Выбрать главу

Не удался также план свержения Дудаева кем-то из его чеченских врагов. Охотников объявилось множество. В Чечне росло число покушений на Дудаева, попыток военных путчей. Президент выходил, однако, из всех ситуаций живым, а его джигиты с легкостью отбивали очередные атаки.

Наконец россияне вынуждены были признать, что если они хотят избавиться от Дудаева, им придется все делать самим, никто за них это не сделает. Атмосфера в Чечне стала накаляться. Мужчины вывозили женщин и детей в горные селения, а сами возвращались в столицу защищать президента. Война стучалась в дверь, и даже кавказский закон кровной мести не в силах был ее отпугнуть. Тем более, что небольшая, но красиво выигранная война, нужна была российскому президенту для улучшения настроений в обществе и политического рейтинга. Генералы обещали ему взять Грозный в подарок ко дню рождения.

И в самой Чечне хватало таких, которые утверждали, что к войне с Россией слепо рвался Джохар Дудаев; вместо того, чтобы сдержать Россию, любой ценой избежать войны, он дразнил и провоцировал россиян. Говорили, что вместо того, чтобы уберечь народ от беды, он сам ее накликал. Оказался никчемным руководителем, а его правление было катастрофой, и кто знает, если бы не российское нападение, не выгнали бы его сами чеченцы на все четыре стороны из президентского дворца. Его могла спасти — и спасла — только война, которая все перечеркивает, заставляет забыть обо всем, все отменяет.

Война взяла у него жизнь, и сделала своим должником. Как добрая фея, она отобрала у людей память, а его самого навсегда превратила из беспомощного, временами растерянного провинциала, вспыльчивого и странного, в мифического героя, каким он возможно и хотел стать, но понятия не имел, как и какой ценой. Когда он, наконец, все ясно и отчетливо осознал, было уже слишком поздно. Его жена, Алла, вспоминала, что в последние дни Джохар не боялся смерти и не прятался от нее, он знал, что она неизбежно придет, и устал от нее скрываться.

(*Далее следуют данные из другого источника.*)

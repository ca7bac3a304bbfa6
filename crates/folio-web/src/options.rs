#![forbid(unsafe_code)]

//! Mount options and state export at the JS boundary.

use folio_core::{ConfigError, ControllerSnapshot, PageConfig};
use tracing::warn;

/// Build the config from the JSON text of the `options` argument.
///
/// Absent, `null` and `undefined` options mean defaults.
pub fn config_from_options(raw: Option<&str>) -> Result<PageConfig, ConfigError> {
    match raw.map(str::trim) {
        None | Some("" | "null" | "undefined") => Ok(PageConfig::default()),
        Some(json) => PageConfig::from_json(json),
    }
}

/// Whether `document.readyState` says `load` has already fired.
#[must_use]
pub fn load_already_fired(ready_state: &str) -> bool {
    ready_state == "complete"
}

/// JSON text handed back by `FolioPage.state()`.
#[must_use]
pub fn state_json(snapshot: &ControllerSnapshot) -> String {
    match serde_json::to_string(snapshot) {
        Ok(json) => json,
        Err(e) => {
            warn!(error = %e, "state snapshot did not serialize");
            "{}".to_string()
        }
    }
}
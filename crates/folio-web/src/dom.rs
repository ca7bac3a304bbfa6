#![forbid(unsafe_code)]

//! [`Dom`] over the live browser document.
//!
//! Elements are interned into a registry the first time a query returns them;
//! the registry index is the [`NodeId`]. Interning compares by identity, so the
//! same element always maps to the same id.

use folio_core::dom::{Dom, NodeId, Rect, Viewport};
use tracing::{trace, warn};
use wasm_bindgen::JsCast;
use web_sys::{
    Document, Element, HtmlElement, HtmlInputElement, HtmlTextAreaElement, NodeList,
    ScrollBehavior, ScrollIntoViewOptions, ScrollLogicalPosition, Window,
};

pub struct WebDom {
    window: Window,
    document: Document,
    nodes: Vec<Element>,
}

impl WebDom {
    pub fn new(window: Window, document: Document) -> Self {
        Self {
            window,
            document,
            nodes: Vec::new(),
        }
    }

    pub fn window(&self) -> &Window {
        &self.window
    }

    pub fn document(&self) -> &Document {
        &self.document
    }

    pub fn element(&self, node: NodeId) -> Option<&Element> {
        self.nodes.get(node.index())
    }

    /// Id of an element already in the registry.
    pub fn node_of(&self, element: &Element) -> Option<NodeId> {
        self.nodes
            .iter()
            .position(|known| known == element)
            .map(|i| NodeId(i as u32))
    }

    fn intern(&mut self, element: Element) -> NodeId {
        if let Some(node) = self.node_of(&element) {
            return node;
        }
        self.nodes.push(element);
        NodeId(self.nodes.len() as u32 - 1)
    }

    fn intern_list(&mut self, list: NodeList) -> Vec<NodeId> {
        let mut out = Vec::with_capacity(list.length() as usize);
        for i in 0..list.length() {
            if let Some(element) = list.get(i).and_then(|n| n.dyn_into::<Element>().ok()) {
                out.push(self.intern(element));
            }
        }
        out
    }
}

impl Dom for WebDom {
    fn element_by_id(&mut self, id: &str) -> Option<NodeId> {
        let element = self.document.get_element_by_id(id)?;
        Some(self.intern(element))
    }

    fn query_all(&mut self, selector: &str) -> Vec<NodeId> {
        match self.document.query_selector_all(selector) {
            Ok(list) => self.intern_list(list),
            Err(_) => {
                warn!(selector, "invalid selector");
                Vec::new()
            }
        }
    }

    fn query_within(&mut self, scope: NodeId, selector: &str) -> Vec<NodeId> {
        let Some(scope) = self.element(scope).cloned() else {
            return Vec::new();
        };
        match scope.query_selector_all(selector) {
            Ok(list) => self.intern_list(list),
            Err(_) => {
                warn!(selector, "invalid selector");
                Vec::new()
            }
        }
    }

    fn attribute(&self, node: NodeId, name: &str) -> Option<String> {
        self.element(node)?.get_attribute(name)
    }

    fn set_attribute(&mut self, node: NodeId, name: &str, value: &str) {
        if let Some(el) = self.element(node) {
            if el.set_attribute(name, value).is_err() {
                warn!(name, "setAttribute rejected");
            }
        }
    }

    fn has_class(&self, node: NodeId, class: &str) -> bool {
        self.element(node)
            .is_some_and(|el| el.class_list().contains(class))
    }

    fn add_class(&mut self, node: NodeId, class: &str) {
        if let Some(el) = self.element(node) {
            let _ = el.class_list().add_1(class);
        }
    }

    fn remove_class(&mut self, node: NodeId, class: &str) {
        if let Some(el) = self.element(node) {
            let _ = el.class_list().remove_1(class);
        }
    }

    fn set_text(&mut self, node: NodeId, text: &str) {
        if let Some(el) = self.element(node) {
            el.set_text_content(Some(text));
        }
    }

    fn set_style(&mut self, node: NodeId, property: &str, value: &str) {
        let Some(el) = self.element(node).and_then(|el| el.dyn_ref::<HtmlElement>()) else {
            return;
        };
        if el.style().set_property(property, value).is_err() {
            warn!(property, "style write rejected");
        }
    }

    fn value(&self, node: NodeId) -> String {
        let Some(el) = self.element(node) else {
            return String::new();
        };
        if let Some(input) = el.dyn_ref::<HtmlInputElement>() {
            input.value()
        } else if let Some(area) = el.dyn_ref::<HtmlTextAreaElement>() {
            area.value()
        } else {
            String::new()
        }
    }

    fn set_value(&mut self, node: NodeId, value: &str) {
        let Some(el) = self.element(node) else {
            return;
        };
        if let Some(input) = el.dyn_ref::<HtmlInputElement>() {
            input.set_value(value);
        } else if let Some(area) = el.dyn_ref::<HtmlTextAreaElement>() {
            area.set_value(value);
        }
    }

    fn scroll_into_view(&mut self, node: NodeId) {
        let Some(el) = self.element(node) else {
            return;
        };
        let options = ScrollIntoViewOptions::new();
        options.set_behavior(ScrollBehavior::Smooth);
        options.set_block(ScrollLogicalPosition::Start);
        el.scroll_into_view_with_scroll_into_view_options(&options);
        trace!(node = node.0, "smooth scroll");
    }

    fn client_rect(&self, node: NodeId) -> Option<Rect> {
        let rect = self.element(node)?.get_bounding_client_rect();
        Some(Rect::new(rect.top(), rect.bottom()))
    }

    fn viewport(&self) -> Viewport {
        Viewport {
            scroll_y: self.window.scroll_y().unwrap_or(0.0),
            height: self
                .window
                .inner_height()
                .ok()
                .and_then(|h| h.as_f64())
                .unwrap_or(0.0),
        }
    }

    fn current_year(&self) -> i32 {
        js_sys::Date::new_0().get_full_year() as i32
    }
}
#![forbid(unsafe_code)]

//! Browser binding for the Folio portfolio page.
//!
//! `mountPortfolio(options?)` builds a [`folio_core::PageController`] against
//! `window.document` and wires it to the page:
//! - click listeners on the nav toggle and each nav link,
//! - document `keydown`, form `submit`/`reset`, window `scroll`/`load`,
//! - one `IntersectionObserver` each for reveal and scroll-spy,
//! - `requestAnimationFrame` for the header and a single re-armed
//!   `setTimeout` for deferred work.
//!
//! The returned `FolioPage` exposes `state()` (JSON) and `destroy()`.

mod clock;
mod guard;
pub mod options;

#[cfg(target_arch = "wasm32")]
mod dom;
#[cfg(target_arch = "wasm32")]
mod wasm;

pub use clock::{HostClock, timeout_ms};
pub use options::{config_from_options, load_already_fired, state_json};

#[cfg(target_arch = "wasm32")]
pub use wasm::{FolioPage, mount_portfolio};

/// Native builds compile this crate as a stub so `cargo check --workspace` stays
/// green on non-wasm targets.
#[cfg(not(target_arch = "wasm32"))]
#[derive(Debug, Default)]
pub struct FolioPage;

#[cfg(not(target_arch = "wasm32"))]
impl FolioPage {
    /// There is no document to report on natively.
    pub fn state(&self) -> String {
        "null".to_string()
    }

    pub fn destroy(&mut self) {}
}
#![forbid(unsafe_code)]

//! Geometric stand-in for `IntersectionObserver`.
//!
//! Like the browser, the simulator delivers an entry for every target the
//! first time it is sampled, and afterwards only when a target crosses the
//! observer's threshold. Entries come out in the order targets are given.

use std::collections::BTreeMap;

use folio_core::dom::{Dom, NodeId};
use folio_core::observer::{ObserverKind, ObserverSpec, VisibilityEntry};

#[derive(Debug, Clone, Default)]
pub struct ObserverSimulator {
    last: BTreeMap<(ObserverKind, NodeId), bool>,
}

impl ObserverSimulator {
    #[must_use]
    pub fn new() -> Self {
        Self::default()
    }

    /// Compute the entries `kind` would deliver for the current geometry.
    ///
    /// Targets without layout are treated as not intersecting.
    pub fn sample<D: Dom>(
        &mut self,
        dom: &D,
        kind: ObserverKind,
        spec: &ObserverSpec,
        targets: &[NodeId],
    ) -> Vec<VisibilityEntry> {
        let height = dom.viewport().height;
        let mut out = Vec::new();
        for target in targets {
            let entry = match dom.client_rect(*target) {
                Some(rect) => spec.evaluate(*target, rect, height),
                None => VisibilityEntry::leaving(*target),
            };
            let previous = self.last.insert((kind, *target), entry.is_intersecting);
            if previous != Some(entry.is_intersecting) {
                out.push(entry);
            }
        }
        out
    }

    /// Drop tracking for a target the host stopped observing.
    pub fn forget(&mut self, kind: ObserverKind, target: NodeId) {
        self.last.remove(&(kind, target));
    }
}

В свое время его считали воплощением безрассудства, человеком, который ни перед чем не остановится, рвется к недостижимому, ставит перед собой невыполнимые цели и задачи, абсолютно не считаясь ни с реалиями, ни с логикой.

А мне он казался довольно обычным и даже несколько провинциальным. Кроме горящего взгляда черных глаз не было в нем ничего от фанатика, если не принимать за фанатизм его врожденной горячности и болезненного честолюбия.

Ничем особым он не выделялся среди чеченских горцев, был таким же, как все. Может, именно поэтому они его так боготворили. Он был горячий и вспыльчивый как все, такой же, как все, сентиментальный, мечтательный, патетический и тщеславный.

Алла, его жена, любила искусство и сама немного рисовала. Мне говорили, что когда Дудаева произвели в генералы, он велел жене нарисовать свой портрет в генеральском мундире. Он не сторонился развлечений и следил за модой. Еще на службе в российской армии ходил с женой на танцы и щеголял умением танцевать модный тогда в России фокстрот. Не избегал застолий и спиртного. Пил, правда, не водку, как другие офицеры, а какие-то портвейны. И то — рюмку, самое большое — две. Не из отвращения к пьянству или из утонченного вкуса, а для того, чтобы обратить на себя внимание, произвести впечатление своей оригинальностью. После пьянок в штабе другие офицеры тайком пробирались домой, чтобы избежать гнева жен. Дудаев же, красуясь перед коллегами, велел себя провожать, нарочито громко стучал в дверь и кричал: «Женщина! Где ужин?»

Был самовлюбленный, но не заносчивый. Обожал, когда им восторгались, сам, однако, не старался демонстрировать свое превосходство. Придавал огромное значение этикету и церемониалу, уважал давно указанные пути и предписанные традицией роли. Такое, по крайней мере, производил впечатление.

Впрочем, во время той первой встречи, он не слишком интересовал меня как человек, а почти исключительно как президент мятежной республики, которая за свою свободу готова была схватиться с противником в тысячу раз более сильным. Имея в распоряжении полчаса, я расспрашивал о текущих делах, о том, чего я пока не понимал, и удовлетворялся ответами, которые несколькими неделями позже тратили всякую ценность, значение и актуальность.

Не интересовало меня, каким он был, меня интересовала его позиция.

В погоне за событиями и новостями мне не раз приходилось приземляться в незнакомом краю, среди незнакомых людей с единственной целью — сориентироваться в ситуации и рассказать о ней. Постоянная спешка и нервы — успею ли? Доберусь ли до нужных людей? Удастся ли отправить репортаж?